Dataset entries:
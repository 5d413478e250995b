use clap::Parser;
use form_autofill::cli::commands::{
    cmd_autofill, cmd_bridge, cmd_fill, cmd_map, cmd_scan, cmd_serve,
};
use form_autofill::cli::config::{Cli, Commands, apply_cli_overrides, load_config, try_load_config};
use form_autofill::telemetry::logging::init_logging;

#[tokio::main]
async fn main() -> Result<(), Box<dyn std::error::Error>> {
    let cli = Cli::parse();

    // An explicit --config must exist and parse; the default path is optional.
    let config = match cli.config.as_deref() {
        Some(path) => try_load_config(path)?,
        None => load_config(None),
    };
    let config = apply_cli_overrides(config, &cli);

    if let Err(e) = init_logging(&config.logging) {
        eprintln!("Warning: could not install logger: {}", e);
    }

    match cli.command {
        Commands::Scan { page, output } => {
            cmd_scan(&page, output.as_deref())?;
        }
        Commands::Map {
            page,
            student,
            mapper,
        } => {
            cmd_map(&page, &student, &mapper, &config).await?;
        }
        Commands::Fill {
            page,
            mapping,
            output,
        } => {
            cmd_fill(&page, &mapping, output.as_deref())?;
        }
        Commands::Autofill {
            page,
            student,
            mapper,
            dry_run,
            output,
        } => {
            cmd_autofill(&page, &student, &mapper, dry_run, output.as_deref(), &config).await?;
        }
        Commands::Serve { bind } => {
            cmd_serve(bind.as_deref(), &config).await?;
        }
        Commands::Bridge { page, output } => {
            cmd_bridge(&page, output.as_deref()).await?;
        }
    }

    Ok(())
}
use serde::{Deserialize, Serialize};

/// A fillable control found on the page.
#[derive(Debug, Clone, PartialEq, Serialize, Deserialize)]
#[serde(rename_all = "camelCase")]
pub struct FormElement {
    pub selector: String,
    pub tag_name: String,
    #[serde(default, skip_serializing_if = "Option::is_none")]
    pub input_type: Option<String>,
    #[serde(default, skip_serializing_if = "Option::is_none")]
    pub id: Option<String>,
    #[serde(default, skip_serializing_if = "Option::is_none")]
    pub name: Option<String>,
    #[serde(default, skip_serializing_if = "Option::is_none")]
    pub placeholder: Option<String>,
    #[serde(default, skip_serializing_if = "Option::is_none")]
    pub label: Option<String>,
    #[serde(default, skip_serializing_if = "Option::is_none")]
    pub aria_label: Option<String>,
    #[serde(default, skip_serializing_if = "Option::is_none")]
    pub current_value: Option<String>,
}

/// Scanner output plus a fingerprint of what was seen.
#[derive(Debug, Clone, PartialEq, Serialize, Deserialize)]
pub struct ScanResult {
    pub elements: Vec<FormElement>,
    pub fingerprint: String,
}
use std::sync::Arc;

use async_trait::async_trait;
use tracing::{debug, info};

use crate::auth::CallerIdentity;
use crate::mapper::error::MapperError;
use crate::mapper::inference::TextInference;
use crate::mapper::mapping_model::{FieldMapping, StudentData};
use crate::mapper::parse::parse_mapping_response;
use crate::mapper::prompt::{build_mapping_prompt, describe_elements};
use crate::scanner::scan_model::FormElement;

/// Anything that can turn scanned controls plus a student record into
/// mappings: the in-process mapper, the HTTP endpoint, or the heuristic one.
#[async_trait]
pub trait MappingService: Send + Sync {
    async fn map_fields(
        &self,
        elements: &[FormElement],
        student: &StudentData,
    ) -> Result<Vec<FieldMapping>, MapperError>;
}

/// Prompt-templated field mapping over a [`TextInference`] backend.
pub struct FieldMapper {
    backend: Arc<dyn TextInference>,
}

impl FieldMapper {
    pub fn new(backend: Arc<dyn TextInference>) -> Self {
        Self { backend }
    }

    pub async fn map(
        &self,
        caller: Option<&CallerIdentity>,
        elements: &[FormElement],
        student: &StudentData,
    ) -> Result<Vec<FieldMapping>, MapperError> {
        self.map_context(caller, &describe_elements(elements), student)
            .await
    }

    /// Map from an already-rendered element description.
    pub async fn map_context(
        &self,
        caller: Option<&CallerIdentity>,
        html_context: &str,
        student: &StudentData,
    ) -> Result<Vec<FieldMapping>, MapperError> {
        let caller = caller
            .ok_or_else(|| MapperError::Unauthorized("an authenticated session is required".into()))?;

        if !student.is_record() {
            return Err(MapperError::InvalidRequest(
                "student_data must be a JSON object".into(),
            ));
        }

        if html_context.trim().is_empty() {
            debug!(user = %caller.user_id, "no form fields to map");
            return Ok(Vec::new());
        }

        let prompt = build_mapping_prompt(html_context, student);
        let raw = self.backend.infer_text(&prompt).await?;
        let mappings = parse_mapping_response(&raw)?;

        info!(user = %caller.user_id, mapped = mappings.len(), "field mapping complete");
        Ok(mappings)
    }
}

/// A [`FieldMapper`] bound to the caller identity it runs as.
pub struct AuthorizedMapper {
    mapper: Arc<FieldMapper>,
    caller: Option<CallerIdentity>,
}

impl AuthorizedMapper {
    pub fn new(mapper: Arc<FieldMapper>, caller: Option<CallerIdentity>) -> Self {
        Self { mapper, caller }
    }
}

#[async_trait]
impl MappingService for AuthorizedMapper {
    async fn map_fields(
        &self,
        elements: &[FormElement],
        student: &StudentData,
    ) -> Result<Vec<FieldMapping>, MapperError> {
        self.mapper.map(self.caller.as_ref(), elements, student).await
    }
}
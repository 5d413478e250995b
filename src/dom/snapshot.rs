use std::collections::BTreeMap;

use serde::{Deserialize, Serialize};

/// One node of a serialized page, as emitted by a DOM extraction script.
///
/// Text nodes are bare JSON strings; element nodes are objects.
#[derive(Debug, Clone, PartialEq, Serialize, Deserialize)]
#[serde(untagged)]
pub enum SnapshotNode {
    Text(String),
    Element(SnapshotElement),
}

#[derive(Debug, Clone, PartialEq, Serialize, Deserialize)]
pub struct SnapshotElement {
    pub tag: String,

    #[serde(default, skip_serializing_if = "BTreeMap::is_empty")]
    pub attrs: BTreeMap<String, String>,

    #[serde(default, skip_serializing_if = "Vec::is_empty")]
    pub children: Vec<SnapshotNode>,

    /// Live `value` property, when it differs from the `value` attribute.
    #[serde(default, skip_serializing_if = "Option::is_none")]
    pub value: Option<String>,

    /// Live `checked` property for checkboxes and radios.
    #[serde(default, skip_serializing_if = "Option::is_none")]
    pub checked: Option<bool>,

    /// Content could not be introspected (cross-origin frame, closed shadow root).
    #[serde(default, skip_serializing_if = "std::ops::Not::not")]
    pub opaque: bool,

    /// Root of a subtree managed by a reactive UI framework.
    #[serde(default, skip_serializing_if = "std::ops::Not::not")]
    pub framework: bool,
}

impl SnapshotElement {
    pub fn new(tag: &str) -> Self {
        Self {
            tag: tag.to_string(),
            attrs: BTreeMap::new(),
            children: vec![],
            value: None,
            checked: None,
            opaque: false,
            framework: false,
        }
    }
}

/// A full page: its URL, title and the `<body>` (or `<html>`) tree.
#[derive(Debug, Clone, PartialEq, Serialize, Deserialize)]
pub struct PageSnapshot {
    #[serde(default)]
    pub url: Option<String>,
    #[serde(default)]
    pub title: String,
    /// HTTP status of the navigation, when the extractor recorded it.
    #[serde(default, skip_serializing_if = "Option::is_none")]
    pub status: Option<u16>,
    pub root: SnapshotNode,
}
use std::collections::BTreeSet;

use async_trait::async_trait;
use serde_json::{Value, json};

use crate::mapper::error::MapperError;
use crate::mapper::mapper::MappingService;
use crate::mapper::mapping_model::{FieldMapping, StudentData};
use crate::mapper::parse::filter_mappings;
use crate::scanner::scan_model::FormElement;

/// Offline mapper: matches words in a control's label, name, id and
/// placeholder against the student record's keys. Scores go through the
/// same confidence filter as model output.
pub struct HeuristicMapper;

/// Lowercase alphanumeric words, splitting `camelCase` and `snake_case`.
pub fn tokenize(text: &str) -> BTreeSet<String> {
    let mut spaced = String::with_capacity(text.len() + 8);
    let mut prev_lower = false;
    for c in text.chars() {
        if c.is_uppercase() && prev_lower {
            spaced.push(' ');
        }
        prev_lower = c.is_lowercase() || c.is_ascii_digit();
        spaced.push(c);
    }

    spaced
        .split(|c: char| !c.is_alphanumeric())
        .filter(|w| !w.is_empty())
        .map(|w| w.to_lowercase())
        .collect()
}

fn element_tokens(el: &FormElement) -> BTreeSet<String> {
    [&el.label, &el.aria_label, &el.name, &el.id, &el.placeholder]
        .into_iter()
        .flatten()
        .flat_map(|s| tokenize(s))
        .collect()
}

/// How well a student key describes a control, in [0, 1].
///
/// Dominated by how much of the key appears in the control's words, with a
/// small bonus for how much of the control the key explains.
pub fn match_score(key_path: &str, element_words: &BTreeSet<String>) -> f32 {
    let key = key_path.rsplit('.').next().unwrap_or(key_path);
    let key_words = tokenize(key);
    if key_words.is_empty() || element_words.is_empty() {
        return 0.0;
    }

    let shared = key_words.intersection(element_words).count() as f32;
    let key_coverage = shared / key_words.len() as f32;
    let element_coverage = shared / element_words.len() as f32;

    0.9 * key_coverage + 0.1 * element_coverage
}

fn best_match(el: &FormElement, fields: &[(String, String)]) -> Option<(String, f32)> {
    let words = element_tokens(el);

    fields
        .iter()
        .map(|(key, value)| (value, match_score(key, &words), tokenize(key).len()))
        .filter(|(_, score, _)| *score > 0.0)
        // Highest score; on ties the more specific (longer) key wins.
        .max_by(|a, b| {
            a.1.partial_cmp(&b.1)
                .unwrap_or(std::cmp::Ordering::Equal)
                .then(a.2.cmp(&b.2))
        })
        .map(|(value, score, _)| (value.clone(), score))
}

impl HeuristicMapper {
    pub fn map(&self, elements: &[FormElement], student: &StudentData) -> Vec<FieldMapping> {
        let fields = student.scalar_fields();

        let candidates: Vec<Value> = elements
            .iter()
            .filter_map(|el| {
                let (value, score) = best_match(el, &fields)?;
                Some(json!({
                    "selector": el.selector,
                    "value": value,
                    "confidence": score,
                }))
            })
            .collect();

        filter_mappings(candidates)
    }
}

#[async_trait]
impl MappingService for HeuristicMapper {
    async fn map_fields(
        &self,
        elements: &[FormElement],
        student: &StudentData,
    ) -> Result<Vec<FieldMapping>, MapperError> {
        if !student.is_record() {
            return Err(MapperError::InvalidRequest(
                "student_data must be a JSON object".into(),
            ));
        }
        Ok(self.map(elements, student))
    }
}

--- WHAT THIS TASK INVOLVES ---
Identify each line in the entries with the word "TextInference" and copy it.

--- WORKED SOLUTION ---
use crate::mapper::inference::TextInference;
/// Prompt-templated field mapping over a [`TextInference`] backend.
    backend: Arc<dyn TextInference>,
    pub fn new(backend: Arc<dyn TextInference>) -> Self {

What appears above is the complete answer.